## What is being asked
Nothing is to be left out; print all the entries exactly.

## Available records
================================
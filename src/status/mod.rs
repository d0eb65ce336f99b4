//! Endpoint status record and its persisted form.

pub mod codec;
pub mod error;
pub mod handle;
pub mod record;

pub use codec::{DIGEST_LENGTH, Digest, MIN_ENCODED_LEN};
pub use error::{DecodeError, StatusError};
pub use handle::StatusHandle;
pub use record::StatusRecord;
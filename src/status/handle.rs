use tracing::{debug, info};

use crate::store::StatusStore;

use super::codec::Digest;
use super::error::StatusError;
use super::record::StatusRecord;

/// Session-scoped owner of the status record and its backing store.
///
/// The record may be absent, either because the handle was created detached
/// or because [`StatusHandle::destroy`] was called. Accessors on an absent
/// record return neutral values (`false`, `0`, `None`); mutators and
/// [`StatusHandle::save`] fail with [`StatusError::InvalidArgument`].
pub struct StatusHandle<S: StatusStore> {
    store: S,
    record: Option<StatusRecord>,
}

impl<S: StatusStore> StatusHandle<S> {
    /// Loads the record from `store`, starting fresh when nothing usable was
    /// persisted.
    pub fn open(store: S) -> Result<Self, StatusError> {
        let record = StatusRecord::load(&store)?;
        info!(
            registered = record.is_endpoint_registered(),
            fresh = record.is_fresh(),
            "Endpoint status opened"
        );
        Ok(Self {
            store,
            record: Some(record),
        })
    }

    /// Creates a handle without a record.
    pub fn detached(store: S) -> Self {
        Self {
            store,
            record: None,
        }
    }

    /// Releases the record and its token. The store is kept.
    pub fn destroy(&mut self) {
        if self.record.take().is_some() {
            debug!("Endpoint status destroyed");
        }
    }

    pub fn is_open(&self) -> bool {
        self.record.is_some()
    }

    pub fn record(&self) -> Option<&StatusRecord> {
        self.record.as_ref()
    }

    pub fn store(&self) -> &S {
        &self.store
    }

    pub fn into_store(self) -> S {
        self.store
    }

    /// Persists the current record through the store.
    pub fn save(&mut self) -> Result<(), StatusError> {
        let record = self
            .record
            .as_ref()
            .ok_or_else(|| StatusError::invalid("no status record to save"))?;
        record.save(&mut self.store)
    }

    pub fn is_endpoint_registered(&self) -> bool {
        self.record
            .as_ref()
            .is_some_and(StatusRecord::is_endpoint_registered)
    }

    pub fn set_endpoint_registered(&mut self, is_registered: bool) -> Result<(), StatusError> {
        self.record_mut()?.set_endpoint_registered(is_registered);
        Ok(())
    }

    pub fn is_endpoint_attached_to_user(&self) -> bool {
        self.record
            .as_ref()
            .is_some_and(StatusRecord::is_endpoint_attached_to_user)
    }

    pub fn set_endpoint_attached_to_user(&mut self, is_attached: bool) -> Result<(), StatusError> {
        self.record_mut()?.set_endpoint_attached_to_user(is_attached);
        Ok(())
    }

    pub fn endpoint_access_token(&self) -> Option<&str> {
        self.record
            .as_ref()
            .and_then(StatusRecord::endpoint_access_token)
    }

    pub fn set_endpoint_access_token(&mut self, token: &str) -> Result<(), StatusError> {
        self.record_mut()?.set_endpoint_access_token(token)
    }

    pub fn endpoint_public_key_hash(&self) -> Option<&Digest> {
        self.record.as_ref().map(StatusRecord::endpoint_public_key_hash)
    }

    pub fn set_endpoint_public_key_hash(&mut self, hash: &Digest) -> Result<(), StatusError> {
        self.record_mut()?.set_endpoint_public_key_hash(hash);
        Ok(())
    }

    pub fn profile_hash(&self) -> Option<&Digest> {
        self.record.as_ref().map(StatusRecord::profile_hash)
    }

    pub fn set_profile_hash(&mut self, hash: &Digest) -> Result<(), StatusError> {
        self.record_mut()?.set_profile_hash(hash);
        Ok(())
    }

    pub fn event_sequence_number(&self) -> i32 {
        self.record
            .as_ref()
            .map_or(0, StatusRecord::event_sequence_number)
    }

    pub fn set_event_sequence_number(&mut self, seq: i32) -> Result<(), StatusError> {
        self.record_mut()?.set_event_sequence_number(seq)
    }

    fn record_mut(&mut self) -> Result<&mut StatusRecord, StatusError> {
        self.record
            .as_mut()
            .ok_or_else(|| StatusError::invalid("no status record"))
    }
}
================================
## Output below
filename src/status/mod.rs
repository d0eb65ce336f99b4
//! Endpoint status record and its persisted form.

pub mod codec;
pub mod error;
pub mod handle;
pub mod record;

pub use codec::{DIGEST_LENGTH, Digest, MIN_ENCODED_LEN};
pub use error::{DecodeError, StatusError};
pub use handle::StatusHandle;
pub use record::StatusRecord;
filename src/status/handle.rs
use tracing::{debug, info};

use crate::store::StatusStore;

use super::codec::Digest;
use super::error::StatusError;
use super::record::StatusRecord;

/// Session-scoped owner of the status record and its backing store.
///
/// The record may be absent, either because the handle was created detached
/// or because [`StatusHandle::destroy`] was called. Accessors on an absent
/// record return neutral values (`false`, `0`, `None`); mutators and
/// [`StatusHandle::save`] fail with [`StatusError::InvalidArgument`].
pub struct StatusHandle<S: StatusStore> {
    store: S,
    record: Option<StatusRecord>,
}

impl<S: StatusStore> StatusHandle<S> {
    /// Loads the record from `store`, starting fresh when nothing usable was
    /// persisted.
    pub fn open(store: S) -> Result<Self, StatusError> {
        let record = StatusRecord::load(&store)?;
        info!(
            registered = record.is_endpoint_registered(),
            fresh = record.is_fresh(),
            "Endpoint status opened"
        );
        Ok(Self {
            store,
            record: Some(record),
        })
    }

    /// Creates a handle without a record.
    pub fn detached(store: S) -> Self {
        Self {
            store,
            record: None,
        }
    }

    /// Releases the record and its token. The store is kept.
    pub fn destroy(&mut self) {
        if self.record.take().is_some() {
            debug!("Endpoint status destroyed");
        }
    }

    pub fn is_open(&self) -> bool {
        self.record.is_some()
    }

    pub fn record(&self) -> Option<&StatusRecord> {
        self.record.as_ref()
    }

    pub fn store(&self) -> &S {
        &self.store
    }

    pub fn into_store(self) -> S {
        self.store
    }

    /// Persists the current record through the store.
    pub fn save(&mut self) -> Result<(), StatusError> {
        let record = self
            .record
            .as_ref()
            .ok_or_else(|| StatusError::invalid("no status record to save"))?;
        record.save(&mut self.store)
    }

    pub fn is_endpoint_registered(&self) -> bool {
        self.record
            .as_ref()
            .is_some_and(StatusRecord::is_endpoint_registered)
    }

    pub fn set_endpoint_registered(&mut self, is_registered: bool) -> Result<(), StatusError> {
        self.record_mut()?.set_endpoint_registered(is_registered);
        Ok(())
    }

    pub fn is_endpoint_attached_to_user(&self) -> bool {
        self.record
            .as_ref()
            .is_some_and(StatusRecord::is_endpoint_attached_to_user)
    }

    pub fn set_endpoint_attached_to_user(&mut self, is_attached: bool) -> Result<(), StatusError> {
        self.record_mut()?.set_endpoint_attached_to_user(is_attached);
        Ok(())
    }

    pub fn endpoint_access_token(&self) -> Option<&str> {
        self.record
            .as_ref()
            .and_then(StatusRecord::endpoint_access_token)
    }

    pub fn set_endpoint_access_token(&mut self, token: &str) -> Result<(), StatusError> {
        self.record_mut()?.set_endpoint_access_token(token)
    }

    pub fn endpoint_public_key_hash(&self) -> Option<&Digest> {
        self.record.as_ref().map(StatusRecord::endpoint_public_key_hash)
    }

    pub fn set_endpoint_public_key_hash(&mut self, hash: &Digest) -> Result<(), StatusError> {
        self.record_mut()?.set_endpoint_public_key_hash(hash);
        Ok(())
    }

    pub fn profile_hash(&self) -> Option<&Digest> {
        self.record.as_ref().map(StatusRecord::profile_hash)
    }

    pub fn set_profile_hash(&mut self, hash: &Digest) -> Result<(), StatusError> {
        self.record_mut()?.set_profile_hash(hash);
        Ok(())
    }

    pub fn event_sequence_number(&self) -> i32 {
        self.record
            .as_ref()
            .map_or(0, StatusRecord::event_sequence_number)
    }

    pub fn set_event_sequence_number(&mut self, seq: i32) -> Result<(), StatusError> {
        self.record_mut()?.set_event_sequence_number(seq)
    }

    fn record_mut(&mut self) -> Result<&mut StatusRecord, StatusError> {
        self.record
            .as_mut()
            .ok_or_else(|| StatusError::invalid("no status record"))
    }
}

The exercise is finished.